[[ INFORMATION GIVEN open ]]

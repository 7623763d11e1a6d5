//! Orchestrates classification, language/sentiment detection, geocoding, and
//! LLM-or-fallback summarization into one [`Enrichment`] per ticket (C7).
//!
//! Grounded on `examples/original_source/ai/enricher.py` (`TicketEnricher`).

use once_cell::sync::Lazy;
use regex::Regex;

use crate::classify::TypeClassifier;
use crate::config::PriorityConfig;
use crate::geo::GeoIndex;
use crate::language::LanguageDetector;
use crate::llm::LLMAdapter;
use crate::models::{Category, Enrichment, Sentiment, Ticket};
use crate::sentiment::SentimentEngine;
use crate::summary::{RecommendationEngine, SummaryFallback};

static PARENTHETICAL_RE: Lazy<Regex> = Lazy::new(|| Regex::new(r"\(.*?\)").unwrap());

const MIN_PRIORITY: i32 = 1;
const MAX_PRIORITY: i32 = 10;

/// Builds an [`Enrichment`] for one [`Ticket`]. Holds no per-call state —
/// safe to share across the bounded-concurrency enrichment fan-out.
pub struct Enricher {
    classifier: TypeClassifier,
    language: LanguageDetector,
    sentiment: SentimentEngine,
    geo: GeoIndex,
    summarizer: SummaryFallback,
    recommender: RecommendationEngine,
    llm: Option<LLMAdapter>,
    priority: PriorityConfig,
}

impl Enricher {
    pub fn new(llm: Option<LLMAdapter>) -> Self {
        Self::with_priority_config(llm, PriorityConfig::default())
    }

    pub fn with_priority_config(llm: Option<LLMAdapter>, priority: PriorityConfig) -> Self {
        Self {
            classifier: TypeClassifier::new(),
            language: LanguageDetector::new(),
            sentiment: SentimentEngine::new(),
            geo: GeoIndex::new(),
            summarizer: SummaryFallback::new(),
            recommender: RecommendationEngine::new(),
            llm,
            priority,
        }
    }

    /// Enrich one ticket. Never fails — every missing or malformed input
    /// field degrades to a documented default rather than propagating an
    /// error (spec §7, "Missing required ticket field").
    #[tracing::instrument(skip(self, ticket), fields(guid = %ticket.guid))]
    pub async fn enrich(&self, ticket: &Ticket) -> Enrichment {
        let text = ticket.text.trim();
        let category = self.classifier.classify(text);
        let language = self.language.detect(text);
        let sentiment = self.sentiment.analyze(text);

        let segment = crate::models::Segment::normalise(&ticket.segment);
        let priority = compute_priority(&self.priority, category, sentiment, segment.is_vip_or_priority());

        let city = clean_city(&ticket.city);
        let region = clean_city(&ticket.region);
        let (lat, lon) = match (ticket.lat, ticket.lon) {
            (Some(lat), Some(lon)) => (Some(lat), Some(lon)),
            _ => match self.geo.geocode(&city, Some(region.as_str())) {
                Some((lat, lon)) => (Some(lat), Some(lon)),
                None => (None, None),
            },
        };

        let (summary, recommendation) = self.summarize(text, category, sentiment, priority).await;

        Enrichment {
            category,
            language,
            sentiment,
            priority: priority as u8,
            summary,
            recommendation,
            lat,
            lon,
        }
    }

    async fn summarize(
        &self,
        text: &str,
        category: Category,
        sentiment: Sentiment,
        priority: i32,
    ) -> (String, String) {
        if let Some(llm) = &self.llm {
            if !text.is_empty() {
                match llm.analyze(text).await {
                    Ok(result) => return (result.summary, result.recommendation),
                    Err(err) => {
                        tracing::warn!(error = %err, "LLM enrichment failed, falling back");
                    }
                }
            }
        }

        let summary = self.summarizer.summarize(text);
        let recommendation = self.recommender.recommend(category, sentiment, priority as u8);
        (summary, recommendation)
    }
}

fn compute_priority(config: &PriorityConfig, category: Category, sentiment: Sentiment, is_vip: bool) -> i32 {
    let mut priority = config.base;
    if category.is_high_priority() {
        priority += config.high_type_bonus;
    }
    if sentiment == Sentiment::NEG {
        priority += config.negative_sentiment_bonus;
    }
    if is_vip {
        priority += config.vip_bonus;
    }
    priority.clamp(MIN_PRIORITY, MAX_PRIORITY)
}

/// Normalises messy city strings, matching `ai/enricher.py::_clean_city`:
/// collapses the closed placeholder set `{NULL, nan, none, -, ""}` to an
/// empty string, otherwise keeps the substring before any `/`, `|`, or `\`
/// and drops parenthetical content — `"Алматы / Астана"` → `"Алматы"`,
/// `"Нур-Султан (Астана)"` → `"Нур-Султан"`.
fn clean_city(raw: &str) -> String {
    let trimmed = raw.trim();
    if trimmed.is_empty() {
        return String::new();
    }
    if matches!(trimmed.to_lowercase().as_str(), "null" | "nan" | "none" | "-") {
        return String::new();
    }
    let first_segment = trimmed.split(['/', '|', '\\']).next().unwrap_or("").trim();
    PARENTHETICAL_RE.replace_all(first_segment, "").trim().to_string()
}

#[cfg(test)]
mod tests {
    use super::*;

    fn ticket(text: &str, city: &str, segment: &str) -> Ticket {
        Ticket {
            guid: "t-1".to_string(),
            text: text.to_string(),
            city: city.to_string(),
            region: String::new(),
            country: "KZ".to_string(),
            segment: segment.to_string(),
            lat: None,
            lon: None,
        }
    }

    #[tokio::test]
    async fn enrich_without_llm_uses_fallback_summary_and_recommendation() {
        let enricher = Enricher::new(None);
        let t = ticket("Мошенники украли деньги со счёта без моего ведома", "Алматы", "VIP");
        let e = enricher.enrich(&t).await;
        assert_eq!(e.category, Category::Fraud);
        assert!(e.priority >= 8);
        assert_eq!(e.lat, Some(43.2389));
        assert!(!e.recommendation.is_empty());
    }

    #[tokio::test]
    async fn priority_clamped_to_ten() {
        let enricher = Enricher::new(None);
        let t = ticket("Мошенники обманули, это просто безобразие, ужасное обслуживание", "", "VIP");
        let e = enricher.enrich(&t).await;
        assert!(e.priority <= 10);
    }

    #[tokio::test]
    async fn unknown_city_placeholder_yields_no_coordinates() {
        let enricher = Enricher::new(None);
        let t = ticket("Обычный вопрос", "n/a", "MASS");
        let e = enricher.enrich(&t).await;
        assert_eq!(e.lat, None);
        assert_eq!(e.lon, None);
    }

    #[tokio::test]
    async fn custom_priority_config_changes_the_score() {
        let mut priority = PriorityConfig::default();
        priority.base = 1;
        priority.high_type_bonus = 0;
        priority.negative_sentiment_bonus = 0;
        priority.vip_bonus = 0;
        let enricher = Enricher::with_priority_config(None, priority);
        let t = ticket("Мошенники украли деньги", "Алматы", "VIP");
        let e = enricher.enrich(&t).await;
        assert_eq!(e.priority, 1);
    }

    #[test]
    fn clean_city_collapses_placeholders() {
        assert_eq!(clean_city("-"), "");
        assert_eq!(clean_city("nan"), "");
        assert_eq!(clean_city("NULL"), "");
        assert_eq!(clean_city(""), "");
        assert_eq!(clean_city(" Алматы "), "Алматы");
    }

    #[test]
    fn clean_city_keeps_first_segment_before_a_slash() {
        assert_eq!(clean_city("Алматы / Астана"), "Алматы");
    }

    #[test]
    fn clean_city_drops_parenthetical_content() {
        assert_eq!(clean_city("Нур-Султан (Астана)"), "Нур-Султан");
    }
}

[[ INFORMATION GIVEN closed ]]

YOUR OBJECTIVE ▸ Reproduce the listing verbatim.

ANSWER FOR THE TASK ▸
repository 7623763d11e1a6d5
//! Orchestrates classification, language/sentiment detection, geocoding, and
//! LLM-or-fallback summarization into one [`Enrichment`] per ticket (C7).
//!
//! Grounded on `examples/original_source/ai/enricher.py` (`TicketEnricher`).

use once_cell::sync::Lazy;
use regex::Regex;

use crate::classify::TypeClassifier;
use crate::config::PriorityConfig;
use crate::geo::GeoIndex;
use crate::language::LanguageDetector;
use crate::llm::LLMAdapter;
use crate::models::{Category, Enrichment, Sentiment, Ticket};
use crate::sentiment::SentimentEngine;
use crate::summary::{RecommendationEngine, SummaryFallback};

static PARENTHETICAL_RE: Lazy<Regex> = Lazy::new(|| Regex::new(r"\(.*?\)").unwrap());

const MIN_PRIORITY: i32 = 1;
const MAX_PRIORITY: i32 = 10;

/// Builds an [`Enrichment`] for one [`Ticket`]. Holds no per-call state —
/// safe to share across the bounded-concurrency enrichment fan-out.
pub struct Enricher {
    classifier: TypeClassifier,
    language: LanguageDetector,
    sentiment: SentimentEngine,
    geo: GeoIndex,
    summarizer: SummaryFallback,
    recommender: RecommendationEngine,
    llm: Option<LLMAdapter>,
    priority: PriorityConfig,
}

impl Enricher {
    pub fn new(llm: Option<LLMAdapter>) -> Self {
        Self::with_priority_config(llm, PriorityConfig::default())
    }

    pub fn with_priority_config(llm: Option<LLMAdapter>, priority: PriorityConfig) -> Self {
        Self {
            classifier: TypeClassifier::new(),
            language: LanguageDetector::new(),
            sentiment: SentimentEngine::new(),
            geo: GeoIndex::new(),
            summarizer: SummaryFallback::new(),
            recommender: RecommendationEngine::new(),
            llm,
            priority,
        }
    }

    /// Enrich one ticket. Never fails — every missing or malformed input
    /// field degrades to a documented default rather than propagating an
    /// error (spec §7, "Missing required ticket field").
    #[tracing::instrument(skip(self, ticket), fields(guid = %ticket.guid))]
    pub async fn enrich(&self, ticket: &Ticket) -> Enrichment {
        let text = ticket.text.trim();
        let category = self.classifier.classify(text);
        let language = self.language.detect(text);
        let sentiment = self.sentiment.analyze(text);

        let segment = crate::models::Segment::normalise(&ticket.segment);
        let priority = compute_priority(&self.priority, category, sentiment, segment.is_vip_or_priority());

        let city = clean_city(&ticket.city);
        let region = clean_city(&ticket.region);
        let (lat, lon) = match (ticket.lat, ticket.lon) {
            (Some(lat), Some(lon)) => (Some(lat), Some(lon)),
            _ => match self.geo.geocode(&city, Some(region.as_str())) {
                Some((lat, lon)) => (Some(lat), Some(lon)),
                None => (None, None),
            },
        };

        let (summary, recommendation) = self.summarize(text, category, sentiment, priority).await;

        Enrichment {
            category,
            language,
            sentiment,
            priority: priority as u8,
            summary,
            recommendation,
            lat,
            lon,
        }
    }

    async fn summarize(
        &self,
        text: &str,
        category: Category,
        sentiment: Sentiment,
        priority: i32,
    ) -> (String, String) {
        if let Some(llm) = &self.llm {
            if !text.is_empty() {
                match llm.analyze(text).await {
                    Ok(result) => return (result.summary, result.recommendation),
                    Err(err) => {
                        tracing::warn!(error = %err, "LLM enrichment failed, falling back");
                    }
                }
            }
        }

        let summary = self.summarizer.summarize(text);
        let recommendation = self.recommender.recommend(category, sentiment, priority as u8);
        (summary, recommendation)
    }
}

fn compute_priority(config: &PriorityConfig, category: Category, sentiment: Sentiment, is_vip: bool) -> i32 {
    let mut priority = config.base;
    if category.is_high_priority() {
        priority += config.high_type_bonus;
    }
    if sentiment == Sentiment::NEG {
        priority += config.negative_sentiment_bonus;
    }
    if is_vip {
        priority += config.vip_bonus;
    }
    priority.clamp(MIN_PRIORITY, MAX_PRIORITY)
}

/// Normalises messy city strings, matching `ai/enricher.py::_clean_city`:
/// collapses the closed placeholder set `{NULL, nan, none, -, ""}` to an
/// empty string, otherwise keeps the substring before any `/`, `|`, or `\`
/// and drops parenthetical content — `"Алматы / Астана"` → `"Алматы"`,
/// `"Нур-Султан (Астана)"` → `"Нур-Султан"`.
fn clean_city(raw: &str) -> String {
    let trimmed = raw.trim();
    if trimmed.is_empty() {
        return String::new();
    }
    if matches!(trimmed.to_lowercase().as_str(), "null" | "nan" | "none" | "-") {
        return String::new();
    }
    let first_segment = trimmed.split(['/', '|', '\\']).next().unwrap_or("").trim();
    PARENTHETICAL_RE.replace_all(first_segment, "").trim().to_string()
}

#[cfg(test)]
mod tests {
    use super::*;

    fn ticket(text: &str, city: &str, segment: &str) -> Ticket {
        Ticket {
            guid: "t-1".to_string(),
            text: text.to_string(),
            city: city.to_string(),
            region: String::new(),
            country: "KZ".to_string(),
            segment: segment.to_string(),
            lat: None,
            lon: None,
        }
    }

    #[tokio::test]
    async fn enrich_without_llm_uses_fallback_summary_and_recommendation() {
        let enricher = Enricher::new(None);
        let t = ticket("Мошенники украли деньги со счёта без моего ведома", "Алматы", "VIP");
        let e = enricher.enrich(&t).await;
        assert_eq!(e.category, Category::Fraud);
        assert!(e.priority >= 8);
        assert_eq!(e.lat, Some(43.2389));
        assert!(!e.recommendation.is_empty());
    }

    #[tokio::test]
    async fn priority_clamped_to_ten() {
        let enricher = Enricher::new(None);
        let t = ticket("Мошенники обманули, это просто безобразие, ужасное обслуживание", "", "VIP");
        let e = enricher.enrich(&t).await;
        assert!(e.priority <= 10);
    }

    #[tokio::test]
    async fn unknown_city_placeholder_yields_no_coordinates() {
        let enricher = Enricher::new(None);
        let t = ticket("Обычный вопрос", "n/a", "MASS");
        let e = enricher.enrich(&t).await;
        assert_eq!(e.lat, None);
        assert_eq!(e.lon, None);
    }

    #[tokio::test]
    async fn custom_priority_config_changes_the_score() {
        let mut priority = PriorityConfig::default();
        priority.base = 1;
        priority.high_type_bonus = 0;
        priority.negative_sentiment_bonus = 0;
        priority.vip_bonus = 0;
        let enricher = Enricher::with_priority_config(None, priority);
        let t = ticket("Мошенники украли деньги", "Алматы", "VIP");
        let e = enricher.enrich(&t).await;
        assert_eq!(e.priority, 1);
    }

    #[test]
    fn clean_city_collapses_placeholders() {
        assert_eq!(clean_city("-"), "");
        assert_eq!(clean_city("nan"), "");
        assert_eq!(clean_city("NULL"), "");
        assert_eq!(clean_city(""), "");
        assert_eq!(clean_city(" Алматы "), "Алматы");
    }

    #[test]
    fn clean_city_keeps_first_segment_before_a_slash() {
        assert_eq!(clean_city("Алматы / Астана"), "Алматы");
    }

    #[test]
    fn clean_city_drops_parenthetical_content() {
        assert_eq!(clean_city("Нур-Султан (Астана)"), "Нур-Султан");
    }
}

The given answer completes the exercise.